▶ **Exercise directions**: Copy each line of the records that holds the string "PathBuf".

########################################

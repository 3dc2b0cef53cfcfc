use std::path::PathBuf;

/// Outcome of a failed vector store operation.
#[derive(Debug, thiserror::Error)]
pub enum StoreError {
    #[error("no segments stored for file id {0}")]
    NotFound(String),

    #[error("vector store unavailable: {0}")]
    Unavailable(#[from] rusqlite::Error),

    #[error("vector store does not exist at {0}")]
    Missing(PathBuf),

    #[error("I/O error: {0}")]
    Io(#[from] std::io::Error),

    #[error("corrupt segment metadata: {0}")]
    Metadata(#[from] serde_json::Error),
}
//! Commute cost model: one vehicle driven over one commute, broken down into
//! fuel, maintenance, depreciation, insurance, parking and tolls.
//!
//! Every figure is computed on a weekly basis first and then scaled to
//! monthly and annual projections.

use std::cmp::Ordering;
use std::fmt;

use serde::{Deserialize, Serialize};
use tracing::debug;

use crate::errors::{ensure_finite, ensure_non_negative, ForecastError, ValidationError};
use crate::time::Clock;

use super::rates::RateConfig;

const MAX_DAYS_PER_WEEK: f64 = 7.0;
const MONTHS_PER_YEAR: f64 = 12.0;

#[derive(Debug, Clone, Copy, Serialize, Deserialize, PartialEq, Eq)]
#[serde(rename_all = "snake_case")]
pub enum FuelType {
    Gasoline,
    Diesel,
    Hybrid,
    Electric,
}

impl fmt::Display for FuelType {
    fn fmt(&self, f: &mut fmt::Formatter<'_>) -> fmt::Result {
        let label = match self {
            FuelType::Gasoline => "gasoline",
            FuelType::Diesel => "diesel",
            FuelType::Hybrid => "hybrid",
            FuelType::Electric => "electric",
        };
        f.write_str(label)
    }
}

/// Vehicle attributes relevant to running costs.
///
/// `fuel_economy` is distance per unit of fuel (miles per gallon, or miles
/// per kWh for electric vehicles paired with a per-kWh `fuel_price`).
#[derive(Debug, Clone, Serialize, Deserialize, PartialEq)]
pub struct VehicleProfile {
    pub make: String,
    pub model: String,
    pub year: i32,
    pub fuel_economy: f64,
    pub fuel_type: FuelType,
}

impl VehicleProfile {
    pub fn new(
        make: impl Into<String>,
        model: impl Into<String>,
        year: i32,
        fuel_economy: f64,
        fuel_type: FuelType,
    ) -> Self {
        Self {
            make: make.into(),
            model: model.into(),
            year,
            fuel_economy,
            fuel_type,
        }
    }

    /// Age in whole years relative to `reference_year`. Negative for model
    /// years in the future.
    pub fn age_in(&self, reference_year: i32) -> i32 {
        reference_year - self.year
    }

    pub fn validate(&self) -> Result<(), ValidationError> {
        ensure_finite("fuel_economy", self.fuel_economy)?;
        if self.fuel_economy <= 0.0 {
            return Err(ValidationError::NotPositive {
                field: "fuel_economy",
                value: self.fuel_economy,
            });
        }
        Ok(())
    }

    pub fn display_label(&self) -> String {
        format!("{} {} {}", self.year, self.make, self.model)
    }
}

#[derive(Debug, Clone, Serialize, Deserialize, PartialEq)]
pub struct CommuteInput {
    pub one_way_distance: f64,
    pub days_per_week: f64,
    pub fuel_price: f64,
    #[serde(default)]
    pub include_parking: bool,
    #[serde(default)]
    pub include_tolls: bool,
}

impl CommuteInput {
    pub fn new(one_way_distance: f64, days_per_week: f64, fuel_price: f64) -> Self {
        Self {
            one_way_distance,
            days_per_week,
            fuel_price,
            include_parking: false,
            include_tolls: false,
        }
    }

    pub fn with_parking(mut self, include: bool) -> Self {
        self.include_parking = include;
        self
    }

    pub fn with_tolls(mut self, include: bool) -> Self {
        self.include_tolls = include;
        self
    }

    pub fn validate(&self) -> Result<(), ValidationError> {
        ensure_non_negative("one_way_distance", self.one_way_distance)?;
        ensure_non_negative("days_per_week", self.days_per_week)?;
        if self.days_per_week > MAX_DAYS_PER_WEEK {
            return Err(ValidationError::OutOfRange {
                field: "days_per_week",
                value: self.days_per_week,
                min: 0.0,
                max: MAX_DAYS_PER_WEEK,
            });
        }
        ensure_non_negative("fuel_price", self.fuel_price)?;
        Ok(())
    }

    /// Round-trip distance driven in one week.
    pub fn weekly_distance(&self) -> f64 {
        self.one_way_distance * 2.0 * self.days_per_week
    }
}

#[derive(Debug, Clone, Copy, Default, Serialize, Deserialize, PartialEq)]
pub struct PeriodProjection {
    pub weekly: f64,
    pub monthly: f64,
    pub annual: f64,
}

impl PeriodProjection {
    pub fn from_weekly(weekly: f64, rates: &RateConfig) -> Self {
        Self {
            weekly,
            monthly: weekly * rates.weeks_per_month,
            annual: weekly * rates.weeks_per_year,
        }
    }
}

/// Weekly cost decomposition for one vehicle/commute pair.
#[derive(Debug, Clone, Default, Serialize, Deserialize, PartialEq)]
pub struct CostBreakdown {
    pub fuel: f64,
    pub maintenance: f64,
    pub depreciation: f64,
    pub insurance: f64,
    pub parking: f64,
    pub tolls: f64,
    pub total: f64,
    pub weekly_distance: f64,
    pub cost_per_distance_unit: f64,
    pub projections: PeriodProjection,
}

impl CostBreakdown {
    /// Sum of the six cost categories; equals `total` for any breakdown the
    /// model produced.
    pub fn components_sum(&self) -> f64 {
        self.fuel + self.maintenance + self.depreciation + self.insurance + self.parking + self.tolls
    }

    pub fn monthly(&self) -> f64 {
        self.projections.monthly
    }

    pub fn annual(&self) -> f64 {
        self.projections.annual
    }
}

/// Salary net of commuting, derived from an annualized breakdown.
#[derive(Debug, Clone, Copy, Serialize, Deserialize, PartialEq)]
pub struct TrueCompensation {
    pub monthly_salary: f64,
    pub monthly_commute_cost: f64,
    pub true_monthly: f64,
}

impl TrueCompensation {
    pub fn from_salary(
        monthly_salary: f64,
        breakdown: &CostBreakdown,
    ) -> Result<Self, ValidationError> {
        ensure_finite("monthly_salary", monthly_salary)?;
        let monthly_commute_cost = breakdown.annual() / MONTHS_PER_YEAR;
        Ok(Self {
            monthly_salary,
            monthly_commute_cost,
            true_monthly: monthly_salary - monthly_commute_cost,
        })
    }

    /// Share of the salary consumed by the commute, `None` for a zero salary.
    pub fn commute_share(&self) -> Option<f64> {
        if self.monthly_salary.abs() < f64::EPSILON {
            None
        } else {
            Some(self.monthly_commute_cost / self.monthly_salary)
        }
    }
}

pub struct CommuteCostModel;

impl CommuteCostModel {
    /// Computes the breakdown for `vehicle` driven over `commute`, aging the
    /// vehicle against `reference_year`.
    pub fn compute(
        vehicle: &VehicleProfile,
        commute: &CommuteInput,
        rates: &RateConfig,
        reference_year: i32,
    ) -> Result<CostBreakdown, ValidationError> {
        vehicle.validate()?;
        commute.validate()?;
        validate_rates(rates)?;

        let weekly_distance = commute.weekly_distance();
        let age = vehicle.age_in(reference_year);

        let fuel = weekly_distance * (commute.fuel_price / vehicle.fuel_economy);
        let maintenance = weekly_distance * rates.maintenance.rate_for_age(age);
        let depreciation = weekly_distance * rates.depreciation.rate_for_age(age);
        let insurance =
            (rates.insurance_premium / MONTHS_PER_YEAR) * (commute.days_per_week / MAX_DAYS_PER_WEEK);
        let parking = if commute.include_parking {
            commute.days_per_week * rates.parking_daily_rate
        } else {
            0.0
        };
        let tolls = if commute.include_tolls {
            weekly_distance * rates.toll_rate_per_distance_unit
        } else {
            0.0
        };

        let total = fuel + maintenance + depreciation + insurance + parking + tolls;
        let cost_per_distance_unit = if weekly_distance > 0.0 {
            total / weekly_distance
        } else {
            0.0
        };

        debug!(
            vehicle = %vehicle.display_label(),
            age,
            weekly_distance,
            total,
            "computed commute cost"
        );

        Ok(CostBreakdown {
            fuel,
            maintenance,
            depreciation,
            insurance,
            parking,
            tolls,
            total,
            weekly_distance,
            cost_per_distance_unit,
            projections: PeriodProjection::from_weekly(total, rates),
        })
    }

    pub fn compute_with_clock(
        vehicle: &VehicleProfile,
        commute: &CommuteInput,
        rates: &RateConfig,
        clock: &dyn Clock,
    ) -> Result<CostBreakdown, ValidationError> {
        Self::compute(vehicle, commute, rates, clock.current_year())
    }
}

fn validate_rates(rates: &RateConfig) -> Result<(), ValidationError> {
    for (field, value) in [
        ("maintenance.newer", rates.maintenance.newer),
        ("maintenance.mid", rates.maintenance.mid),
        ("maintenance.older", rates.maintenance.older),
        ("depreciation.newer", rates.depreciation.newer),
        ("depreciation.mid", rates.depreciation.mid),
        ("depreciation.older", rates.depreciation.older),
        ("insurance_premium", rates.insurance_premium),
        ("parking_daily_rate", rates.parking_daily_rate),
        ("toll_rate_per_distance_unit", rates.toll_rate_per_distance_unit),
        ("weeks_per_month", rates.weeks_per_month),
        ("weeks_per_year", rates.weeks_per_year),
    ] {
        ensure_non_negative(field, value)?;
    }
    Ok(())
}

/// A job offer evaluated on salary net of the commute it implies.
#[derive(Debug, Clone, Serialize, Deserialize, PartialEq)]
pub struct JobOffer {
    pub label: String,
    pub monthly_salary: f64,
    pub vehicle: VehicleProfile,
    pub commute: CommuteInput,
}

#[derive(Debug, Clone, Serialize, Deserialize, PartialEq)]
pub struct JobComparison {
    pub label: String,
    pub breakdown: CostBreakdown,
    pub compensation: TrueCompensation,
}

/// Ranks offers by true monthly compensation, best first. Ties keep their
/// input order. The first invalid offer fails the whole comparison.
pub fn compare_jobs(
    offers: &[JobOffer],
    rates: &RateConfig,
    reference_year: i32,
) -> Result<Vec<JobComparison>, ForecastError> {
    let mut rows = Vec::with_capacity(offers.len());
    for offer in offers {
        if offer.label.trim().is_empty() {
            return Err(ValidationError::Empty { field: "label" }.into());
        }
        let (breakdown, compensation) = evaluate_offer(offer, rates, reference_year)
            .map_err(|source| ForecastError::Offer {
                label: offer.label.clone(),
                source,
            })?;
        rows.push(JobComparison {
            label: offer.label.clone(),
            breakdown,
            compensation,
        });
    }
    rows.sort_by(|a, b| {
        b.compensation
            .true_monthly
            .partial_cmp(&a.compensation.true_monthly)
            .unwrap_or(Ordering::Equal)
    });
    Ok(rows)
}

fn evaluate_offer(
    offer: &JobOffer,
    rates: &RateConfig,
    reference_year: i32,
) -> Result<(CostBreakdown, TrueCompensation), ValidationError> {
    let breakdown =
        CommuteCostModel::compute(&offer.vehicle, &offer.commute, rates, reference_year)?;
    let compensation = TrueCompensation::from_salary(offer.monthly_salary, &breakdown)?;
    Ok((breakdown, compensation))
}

########################################

▶ **Final answer**:
use std::path::PathBuf;
    Missing(PathBuf),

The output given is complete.